I've had a couple memorable deliveries over the past months of driving Flex, but last weekend was a new one that made me chuckle -- it was some kind of kid's toy inside the box, and every time the box moved (like if I hit a bump or shifted boxes around while delivering) it started playing some crazy song in what sounded like Japanese pop music style... whatever you'd call that, it was just cheesy music and a squeaky singing voice. Fortunately it was delivered in the first half of the block so it didn't really drive me nuts the whole day.

I had some kind of tiny sequins (bigger than glitter but just as annoying) that leaked and spread themselves all over the back of my car, and a couple weeks ago some heavy metal chain that burst through the end of the box -- that one had me worried that the customer would complain, but luckily they were home when I delivered so I could explain it was a crummy packing job and not mis-handling, and they were cool.

Anyone else have any good stories?


----------



## Magik0722 (Jun 5, 2016)

Something similar happened to me. I was driving through a neighborhood and making a left turn, I hear child laughter and I immediately slammed the brakes since I didn't even see any kids outside and was afraid I was going to hit one. Turns out it was a doll that giggles somewhere in the packages in my back seat.


----------



## oicu812 (Aug 29, 2016)

I delivered a couple of packages to an adult store. The person that signed for the packages gave me some discount coupons for their store.


----------



## UberPasco (Oct 18, 2015)

Magik0722 said:


> Something similar happened to me. I was driving through a neighborhood and making a left turn, I hear child laughter and I immediately slammed the brakes since I didn't even see any kids outside and was afraid I was going to hit one. Turns out it was a doll that giggles somewhere in the packages in my back seat.

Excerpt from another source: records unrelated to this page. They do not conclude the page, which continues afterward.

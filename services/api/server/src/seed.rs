use bigdecimal::BigDecimal;
use chrono::{Duration, Utc};
use tracing::info;

use crate::gateway::{CreateLog, GatewayError, MaintenanceGateway};
use crate::store::MaintenanceType;

pub const DEMO_BUILDINGS: [&str; 2] = ["Building A", "Building B"];

/// Insert the demo buildings and logs when no log exists yet.
///
/// Returns the number of logs inserted.
pub async fn seed_demo_data(
    gateway: &MaintenanceGateway,
) -> Result<usize, GatewayError> {
    let existing = gateway.count_logs().await?;
    if existing > 0 {
        info!(existing, "Maintenance logs present, skipping demo data");
        return Ok(0);
    }

    for name in DEMO_BUILDINGS {
        gateway.ensure_building(name).await?;
    }

    let now = Utc::now();
    let logs = [
        ("Building A", MaintenanceType::Preventive, 10_050_i64, now),
        (
            "Building B",
            MaintenanceType::Corrective,
            25_000,
            now - Duration::hours(24),
        ),
        (
            "Building A",
            MaintenanceType::Emergency,
            5_000,
            now - Duration::hours(48),
        ),
    ];

    let count = logs.len();
    for (building, kind, cents, timestamp) in logs {
        gateway
            .create_log(CreateLog {
                building_name: building.to_string(),
                maintenance_type: kind,
                energy_draw_kw: BigDecimal::new(cents.into(), 2),
                timestamp: Some(timestamp),
            })
            .await?;
    }

    info!(logs = count, "Seeded demo maintenance data");
    Ok(count)
}

#[cfg(test)]
mod tests {
    use super::*;
    use crate::store::InMemoryMaintenanceStore;
    use pretty_assertions::assert_eq;
    use std::str::FromStr;
    use std::sync::Arc;

    #[tokio::test]
    async fn seeds_empty_store_once() {
        let store = InMemoryMaintenanceStore::new();
        let gateway = MaintenanceGateway::new(Arc::new(store.clone()));

        assert_eq!(seed_demo_data(&gateway).await.unwrap(), 3);
        assert_eq!(seed_demo_data(&gateway).await.unwrap(), 0);

        assert_eq!(gateway.count_logs().await.unwrap(), 3);
        assert_eq!(
            store.building_names(),
            vec!["Building A".to_string(), "Building B".to_string()]
        );
    }

    #[tokio::test]
    async fn demo_logs_are_newest_first() {
        let gateway =
            MaintenanceGateway::new(Arc::new(InMemoryMaintenanceStore::new()));
        seed_demo_data(&gateway).await.unwrap();

        let logs = gateway.list_logs().await.unwrap();
        let draws: Vec<BigDecimal> =
            logs.iter().map(|log| log.energy_draw_kw.clone()).collect();

        assert_eq!(
            draws,
            vec![
                BigDecimal::from_str("100.50").unwrap(),
                BigDecimal::from_str("250.00").unwrap(),
                BigDecimal::from_str("50.00").unwrap(),
            ]
        );
        assert_eq!(logs[1].maintenance_type, MaintenanceType::Corrective);
    }

    #[tokio::test]
    async fn leaves_existing_data_alone() {
        let gateway =
            MaintenanceGateway::new(Arc::new(InMemoryMaintenanceStore::new()));
        gateway
            .create_log(CreateLog {
                building_name: "Depot".to_string(),
                maintenance_type: MaintenanceType::Preventive,
                energy_draw_kw: BigDecimal::from(1),
                timestamp: None,
            })
            .await
            .unwrap();

        assert_eq!(seed_demo_data(&gateway).await.unwrap(), 0);
        assert_eq!(gateway.count_logs().await.unwrap(), 1);
    }
}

I've had a doll giggle at my package in the back seat, too.


----------



## crimson.snwbnny (Nov 24, 2016)

Only been on 3 "blocks" but monday i was delivering in this super upscale neighborhoods. like security guard and coded gates within the subdivision. anyways i had knocked on this gorgeous house and older man with a walker opened the door. the package was addressed to a women. and was pretty heavy. he asked me to bring it inside and set it on the kitchen counter. the inside was just as beautiful as the outside. He introduced me to the owner of the package and asked me to sit down and have a chat. i told him i couldn't i have other packages to deliver. turns out he though i was the nurse attendant. lol.. i mean i dont feel stupid for walking in since the package was heavy and he had a walker. we laughed it off. i said the nurse is lucky to have them since they seem so sweet. and was on my way.


----------



## Dankcook (May 13, 2017)

I had a package today that was addressed to an inmate at the Tennessee Prison for Women. The visitor check-in area said they only accept Monday-Friday. Now I'm curious what someone ordered for an inmate at a prison from Amazon!


----------



## Randompanzy (Dec 18, 2015)

I had a delivery to the country and had the dog for the first house I did follow me around to all the houses in the area then left when I was done. Was pretty cool


----------



## Movaldriver (Feb 20, 2017)

The prison system has special contract with Amazon only for certain items


----------